Und der Trend hält, verstärke sich sogar, wie Alfred Graf Zedtwitz (Bild links), Pressesprecher des Fachverbandes, Mitte Juli 2010 erklärte: „Eine Erholung ist weiterhin zu verzeichnen, die meisten Unternehmen haben derzeit gut zu tun.“ Jetzt zeige sich, dass es richtig war, mit Hilfe Arbeitsplatz erhaltender Maßnahmen zumindest die hoch qualifizierten Stammbelegschaften der Branche, die etwa 77.000 Mitarbeiter beschäftigt, und damit auch das Know-how zu halten. Entsprechend hoch seien die Erwartungen, mit denen die Branche zur AMB, internationale Ausstellung für Metallbearbeitung, der Messe Stuttgart (28. September bis 2. Oktober 2010), reise. Graf Zedtwitz: „Die AMB ist für uns eine sehr wichtige Messe und ein konjunktureller Gradmesser.“

Techniktrend Leichtbau für die Elektromobilität

Derzeit gebe, so Zedtwitz weiter, die Politik einen wesentlichen Trend auch für die Hersteller von Präzisionswerkzeugen vor: die Elektromobilität. Sie verlange nach technischen Lösungen zur industriellen Herstellung von Leichtbaukarossen. Hierfür sieht Zedtwitz seine Branche bestens gerüstet. Trotz „limitierender Faktoren wie Personalkapazitäten in Hochkonjunkturzeiten einerseits und geringeren finanziellen Mitteln in Krisenzeiten andererseits“ sei die Innovationsfähigkeit der Branche ungebrochen und deutlich überdurchschnittlich hoch: „Die Unternehmen entwickeln ständig – auch im Austausch mit den Kunden – ihre Produkte weiter; sie entwickeln neue Lösungsansätze für neue Herausforderungen wie aktuell den Leichtbau“.

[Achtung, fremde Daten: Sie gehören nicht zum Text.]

//! The typed state record threaded through every pipeline stage.
//!
//! [`PipelineState`] is owned by the orchestrator for the duration of one run.
//! Stages read it through the accessors below and describe their changes as a
//! [`StateUpdate`]; the orchestrator applies updates once every worker of a
//! stage has finished. Entries are only ever added, never removed.

use std::collections::{BTreeMap, HashSet};

use serde::{Deserialize, Serialize};

use crate::{
    ChangeEntry, CodeContextRecord, CommitRecord, CommitSha, Diagnostic, QualityAssessment,
    RangeResolution,
};

/// Changes produced by one stage, applied through the state accessors.
#[derive(Debug, Clone, Default)]
pub struct StateUpdate {
    pub commits: Vec<CommitRecord>,
    pub assessments: Vec<QualityAssessment>,
    pub contexts: Vec<CodeContextRecord>,
    pub entries: Vec<ChangeEntry>,
    pub diagnostics: Vec<Diagnostic>,
}

impl StateUpdate {
    pub fn is_empty(&self) -> bool {
        self.commits.is_empty()
            && self.assessments.is_empty()
            && self.contexts.is_empty()
            && self.entries.is_empty()
            && self.diagnostics.is_empty()
    }
}

/// Per-run record of commits, assessments, code context, change entries and
/// diagnostics.
#[derive(Debug, Clone, Default, Serialize, Deserialize)]
pub struct PipelineState {
    range: Option<RangeResolution>,
    order: Vec<CommitSha>,
    commits: BTreeMap<CommitSha, CommitRecord>,
    quality: BTreeMap<CommitSha, QualityAssessment>,
    context: BTreeMap<CommitSha, CodeContextRecord>,
    entries: Vec<ChangeEntry>,
    diagnostics: Vec<Diagnostic>,
    incomplete: bool,
}

impl PipelineState {
    pub fn new() -> Self {
        Self::default()
    }

    // -----------------------------------------------------------------------
    // Writers
    // -----------------------------------------------------------------------

    pub fn set_range(&mut self, range: RangeResolution) {
        self.range = Some(range);
    }

    /// Adds a discovered commit. Returns `false` (and keeps the first record)
    /// if the hash is already present.
    pub fn record_commit(&mut self, commit: CommitRecord) -> bool {
        if self.commits.contains_key(&commit.sha) {
            return false;
        }
        self.order.push(commit.sha.clone());
        self.commits.insert(commit.sha.clone(), commit);
        true
    }

    /// Stores the assessment for a known commit. Returns `false` if the commit
    /// is unknown or already assessed.
    pub fn record_quality(&mut self, assessment: QualityAssessment) -> bool {
        if !self.commits.contains_key(&assessment.commit)
            || self.quality.contains_key(&assessment.commit)
        {
            return false;
        }
        self.quality.insert(assessment.commit.clone(), assessment);
        true
    }

    /// Stores code context for a known commit. Returns `false` if the commit
    /// is unknown or already has context.
    pub fn record_context(&mut self, record: CodeContextRecord) -> bool {
        if !self.commits.contains_key(&record.commit) || self.context.contains_key(&record.commit)
        {
            return false;
        }
        self.context.insert(record.commit.clone(), record);
        true
    }

    pub fn append_change_entry(&mut self, entry: ChangeEntry) {
        self.entries.push(entry);
    }

    pub fn record_diagnostic(&mut self, diagnostic: Diagnostic) {
        self.diagnostics.push(diagnostic);
    }

    pub fn mark_incomplete(&mut self) {
        self.incomplete = true;
    }

    /// Applies a stage's update through the individual writers.
    pub fn apply(&mut self, update: StateUpdate) {
        for commit in update.commits {
            if !self.record_commit(commit) {
                tracing::debug!("ignoring duplicate commit record");
            }
        }
        for assessment in update.assessments {
            self.record_quality(assessment);
        }
        for record in update.contexts {
            self.record_context(record);
        }
        for entry in update.entries {
            self.append_change_entry(entry);
        }
        for diagnostic in update.diagnostics {
            self.record_diagnostic(diagnostic);
        }
    }

    /// Re-sorts entries by the discovery index of their earliest source
    /// commit. The sort is stable, so ties keep their insertion order.
    pub fn sort_entries_by_discovery_order(&mut self) {
        let index: BTreeMap<&CommitSha, usize> =
            self.order.iter().enumerate().map(|(i, sha)| (sha, i)).collect();
        let mut entries = std::mem::take(&mut self.entries);
        entries.sort_by_key(|entry| {
            entry
                .commits
                .iter()
                .filter_map(|sha| index.get(sha).copied())
                .min()
                .unwrap_or(usize::MAX)
        });
        self.entries = entries;
    }

    // -----------------------------------------------------------------------
    // Readers
    // -----------------------------------------------------------------------

    pub fn range(&self) -> Option<&RangeResolution> {
        self.range.as_ref()
    }

    /// Commits in discovery (chronological) order.
    pub fn commits(&self) -> impl Iterator<Item = &CommitRecord> + '_ {
        self.order.iter().filter_map(|sha| self.commits.get(sha))
    }

    pub fn commit_count(&self) -> usize {
        self.order.len()
    }

    pub fn commit(&self, sha: &CommitSha) -> Option<&CommitRecord> {
        self.commits.get(sha)
    }

    pub fn discovery_index(&self, sha: &CommitSha) -> Option<usize> {
        self.order.iter().position(|s| s == sha)
    }

    pub fn quality(&self, sha: &CommitSha) -> Option<&QualityAssessment> {
        self.quality.get(sha)
    }

    pub fn context(&self, sha: &CommitSha) -> Option<&CodeContextRecord> {
        self.context.get(sha)
    }

    pub fn entries(&self) -> &[ChangeEntry] {
        &self.entries
    }

    pub fn diagnostics(&self) -> &[Diagnostic] {
        &self.diagnostics
    }

    pub fn is_incomplete(&self) -> bool {
        self.incomplete
    }

    /// Routing predicate for the planning → context edge.
    pub fn any_needs_code_context(&self) -> bool {
        self.quality.values().any(|q| q.needs_code_context)
    }

    /// Commits flagged for code inspection, in discovery order.
    pub fn commits_needing_context(&self) -> Vec<&CommitRecord> {
        self.commits()
            .filter(|c| {
                self.quality
                    .get(&c.sha)
                    .map(|q| q.needs_code_context)
                    .unwrap_or(false)
            })
            .collect()
    }

    /// Commits referenced by at least one change entry.
    pub fn represented_commits(&self) -> HashSet<&CommitSha> {
        self.entries.iter().flat_map(|e| e.commits.iter()).collect()
    }

    /// Commits with a diagnostic that explains their absence from the entries.
    pub fn skipped_commits(&self) -> HashSet<&CommitSha> {
        self.diagnostics
            .iter()
            .filter(|d| d.is_skip())
            .filter_map(|d| d.commit.as_ref())
            .collect()
    }

    /// Commits that are neither represented nor explicitly skipped, in
    /// discovery order. Empty at the end of every well-formed run.
    pub fn unrepresented_commits(&self) -> Vec<&CommitSha> {
        let represented = self.represented_commits();
        let skipped = self.skipped_commits();
        self.order
            .iter()
            .filter(|sha| !represented.contains(sha) && !skipped.contains(sha))
            .collect()
    }
}

#[cfg(test)]
mod tests {
    use super::*;
    use crate::{
        AssessmentSource, ChangeCategory, ClarityScore, DiagnosticKind, ImpactLevel,
        QualityCategory, StageName, Timestamp,
    };

    fn sha(s: &str) -> CommitSha {
        CommitSha::new(s).unwrap()
    }

    fn commit(s: &str) -> CommitRecord {
        CommitRecord {
            sha: sha(s),
            author: "dev".into(),
            timestamp: Timestamp::now(),
            message: format!("Change {s}"),
            files_changed: vec![],
        }
    }

    fn entry(commits: &[&str]) -> ChangeEntry {
        ChangeEntry {
            category: ChangeCategory::Other,
            title: "t".into(),
            description: "d".into(),
            impact: ImpactLevel::Low,
            breaking: false,
            commits: commits.iter().map(|c| sha(c)).collect(),
            degraded: false,
        }
    }

    fn assessment(s: &str, needs: bool) -> QualityAssessment {
        QualityAssessment {
            commit: sha(s),
            category: if needs {
                QualityCategory::Poor
            } else {
                QualityCategory::Adequate
            },
            clarity: ClarityScore::zero(),
            needs_code_context: needs,
            breaking: false,
            rationale: String::new(),
            source: AssessmentSource::Heuristic,
        }
    }

    #[test]
    fn duplicate_commits_are_rejected_and_order_is_kept() {
        let mut state = PipelineState::new();
        assert!(state.record_commit(commit("aaa")));
        assert!(state.record_commit(commit("bbb")));
        assert!(!state.record_commit(commit("aaa")));

        let order: Vec<_> = state.commits().map(|c| c.sha.as_str().to_string()).collect();
        assert_eq!(order, vec!["aaa", "bbb"]);
        assert_eq!(state.discovery_index(&sha("bbb")), Some(1));
    }

    #[test]
    fn assessments_for_unknown_or_already_assessed_commits_are_ignored() {
        let mut state = PipelineState::new();
        state.record_commit(commit("aaa"));

        assert!(!state.record_quality(assessment("zzz", true)));
        assert!(state.record_quality(assessment("aaa", false)));
        assert!(!state.record_quality(assessment("aaa", true)));
        assert!(!state.quality(&sha("aaa")).unwrap().needs_code_context);
        assert!(!state.any_needs_code_context());
    }

    #[test]
    fn commits_needing_context_follow_discovery_order() {
        let mut state = PipelineState::new();
        for s in ["c1", "c2", "c3"] {
            state.record_commit(commit(s));
        }
        state.record_quality(assessment("c3", true));
        state.record_quality(assessment("c2", false));
        state.record_quality(assessment("c1", true));

        let flagged: Vec<_> = state
            .commits_needing_context()
            .iter()
            .map(|c| c.sha.as_str().to_string())
            .collect();
        assert_eq!(flagged, vec!["c1", "c3"]);
        assert!(state.any_needs_code_context());
    }

    #[test]
    fn unrepresented_commits_exclude_entries_and_skip_diagnostics() {
        let mut state = PipelineState::new();
        for s in ["c1", "c2", "c3"] {
            state.record_commit(commit(s));
        }
        state.append_change_entry(entry(&["c1"]));
        state.record_diagnostic(Diagnostic::for_commit(
            sha("c2"),
            StageName::Analysis,
            DiagnosticKind::IncompleteTimeout,
            "deadline elapsed",
        ));
        // Informational diagnostics do not count as a skip reason.
        state.record_diagnostic(Diagnostic::for_commit(
            sha("c3"),
            StageName::Context,
            DiagnosticKind::DiffUnavailable,
            "gone",
        ));

        assert_eq!(state.unrepresented_commits(), vec![&sha("c3")]);
    }

    #[test]
    fn entries_are_resorted_by_earliest_source_commit() {
        let mut state = PipelineState::new();
        for s in ["c1", "c2", "c3"] {
            state.record_commit(commit(s));
        }
        state.append_change_entry(entry(&["c3"]));
        state.append_change_entry(entry(&["c2", "c1"]));

        state.sort_entries_by_discovery_order();

        assert_eq!(state.entries()[0].commits[0], sha("c2"));
        assert_eq!(state.entries()[1].commits[0], sha("c3"));
    }

    #[test]
    fn apply_routes_update_through_writers() {
        let mut state = PipelineState::new();
        let update = StateUpdate {
            commits: vec![commit("c1"), commit("c1")],
            assessments: vec![assessment("c1", true), assessment("ghost", true)],
            ..StateUpdate::default()
        };
        state.apply(update);

        assert_eq!(state.commit_count(), 1);
        assert!(state.quality(&sha("c1")).is_some());
        assert!(state.quality(&sha("ghost")).is_none());
    }
}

Den Trend zur Be- und Verarbeitung von Leichtbauwerkstoffen bestätigt auch Bert Bleicher, Sprecher der Hoffmann Group und geschäftsführender Gesellschafter der Hoffmann Holding, München: „Zerspanungswerkzeuge zur Bearbeitung von modernen Werkstoffen wie GFK oder CFK, Thermo- und Duroplastik sowie Hybrid- und Sandwich-Materialien sind stark im Vormarsch.“ Diese modernen Werkstoffe etablierten sich zunehmend im Markt. Eingesetzt würden sie vor allem, „wenn es um Leichtbau, Stabilität und Ausdehnungskoeffizienten geht“. Entsprechend werde die Hoffmann Group die AMB 2010 nutzen, um erstmals eine Reihe neuer Zerspanungswerkzeuge zu präsentieren. Bleicher: „Sie erfüllen die speziellen Anforderungen an Verfahren zur Bearbeitung moderner Werkstoffe, beispielsweise, um die Delamination von Sandwichmaterialien zu verhindern und ein gratfreies Fräsen zu ermöglichen.“

„In der Entwicklung von Werkzeugen zur Bearbeitung neuartiger und schwer zerspanbarer Materialien liegt sicherlich der Schwerpunkt der Werkzeuginnovationen von morgen“, unterstreicht auch Dr. Steffen Sattel, Leiter Forschung und Entwicklung der Gühring oHG, Albstadt. Vielfalt und Komplexität extremer Werkstoffkombinationen seien aber nur ein Beispiel für die aktuellen Herausforderungen, die sich bei der Herstellung neuer Werkzeuglösungen stellen. So biete Gühring für die Komplettbearbeitung von CFK-Metall-Sandwiches bereits modulare CBN- oder PKD-Werkzeuge. Neue Werkstoffe forderten Forschung und Entwicklung ebenso wie die Anforderungen nach ständig steigenden Bearbeitungsgeschwindigkeiten. So sieht man bei der Karl-Heinz Arnold GmbH, Ostfildern, eine wesentliche Herausforderung darin, „modulare Werkzeugsysteme zu entwickeln und zu verbessern, die den auftretenden Kräften auf Wendeschneidplatte und Werkzeughalter standhalten“ – und will entsprechende Neuentwicklungen exklusiv auf der AMB 2010 vorstellen.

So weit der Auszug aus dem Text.